(Collected data entries)
◇ ◇ ◇ ◇

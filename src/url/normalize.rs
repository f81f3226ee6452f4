use crate::{UrlError, UrlResult};
use url::Url;

/// Normalizes a URL into the form used as the store's natural key
///
/// # Normalization Steps
///
/// 1. Parse the URL; reject if malformed or relative
/// 2. Require an `http` or `https` scheme and a host
/// 3. Lowercase the host, resolve dot segments, give an empty path `/`
///    (all done by the parser)
/// 4. Remove the fragment (everything after `#`)
/// 5. Remove an empty query string (trailing `?`)
///
/// Path case, trailing slashes and query parameters are preserved: they are
/// part of the page identity on most servers.
///
/// # Examples
///
/// ```
/// use sitemap_seo::url::normalize_url;
///
/// let url = normalize_url("https://EXAMPLE.com/a/../docs?#intro").unwrap();
/// assert_eq!(url.as_str(), "https://example.com/docs");
/// ```
pub fn normalize_url(url_str: &str) -> UrlResult<Url> {
    let mut url = Url::parse(url_str.trim()).map_err(|e| UrlError::Parse(e.to_string()))?;

    if url.scheme() != "http" && url.scheme() != "https" {
        return Err(UrlError::InvalidScheme(url.scheme().to_string()));
    }

    if url.host_str().map_or(true, str::is_empty) {
        return Err(UrlError::MissingDomain);
    }

    url.set_fragment(None);

    if url.query() == Some("") {
        url.set_query(None);
    }

    Ok(url)
}
//! Exponential backoff for failed URLs
//!
//! Two quantities come out of the same curve but from different bases:
//! - retry eligibility of a stored URL uses its current retry count as the
//!   exponent
//! - the sleep before in-flight retry attempt `R` uses `R - 1`

use crate::config::CrawlerConfig;
use chrono::{DateTime, Utc};
use std::time::Duration;

/// Upper bound on the exponent; the cap is reached long before this
const MAX_EXPONENT: u32 = 63;

/// Backoff curve `min(base * 2^n, max)` in seconds
#[derive(Debug, Clone, Copy, PartialEq)]
pub struct BackoffPolicy {
    base: f64,
    max: f64,
}

impl BackoffPolicy {
    pub fn new(base: f64, max: f64) -> Self {
        Self { base, max }
    }

    pub fn from_config(config: &CrawlerConfig) -> Self {
        Self::new(config.base_backoff, config.max_backoff)
    }

    /// Backoff window in seconds after `retry_count` retryable failures
    pub fn backoff_seconds(&self, retry_count: u32) -> f64 {
        let exponent = retry_count.min(MAX_EXPONENT) as i32;
        (self.base * 2f64.powi(exponent)).min(self.max)
    }

    /// Earliest time a URL may be attempted again
    ///
    /// `None` when the window reaches past the representable date range.
    pub fn retry_at(
        &self,
        last_attempted_at: DateTime<Utc>,
        retry_count: u32,
    ) -> Option<DateTime<Utc>> {
        let micros = (self.backoff_seconds(retry_count) * 1_000_000.0).round() as i64;
        last_attempted_at.checked_add_signed(chrono::Duration::microseconds(micros))
    }

    /// Whether a failed URL's backoff window has elapsed at `now`
    ///
    /// A URL that was never attempted is eligible immediately.
    pub fn is_retry_eligible(
        &self,
        last_attempted_at: Option<DateTime<Utc>>,
        retry_count: u32,
        now: DateTime<Utc>,
    ) -> bool {
        match last_attempted_at {
            None => true,
            Some(last) => self
                .retry_at(last, retry_count)
                .is_some_and(|retry_at| now >= retry_at),
        }
    }

    /// Sleep applied before in-flight retry attempt number `attempt`
    ///
    /// Attempt 1 sleeps `base`, attempt 2 sleeps `2 * base`, and so on.
    /// Returns `None` for a first attempt, a zero delay, or a delay too
    /// large to represent.
    pub fn pre_attempt_delay(&self, attempt: u32) -> Option<Duration> {
        if attempt == 0 {
            return None;
        }
        let seconds = self.backoff_seconds(attempt - 1);
        if seconds > 0.0 {
            Duration::try_from_secs_f64(seconds).ok()
        } else {
            None
        }
    }
}

impl Default for BackoffPolicy {
    fn default() -> Self {
        Self::new(1.0, 60.0)
    }
}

◇ ◇ ◇ ◇

What to do:
Return every line from the records above that holds the word "failed".

Result:
//! Exponential backoff for failed URLs
    /// Whether a failed URL's backoff window has elapsed at `now`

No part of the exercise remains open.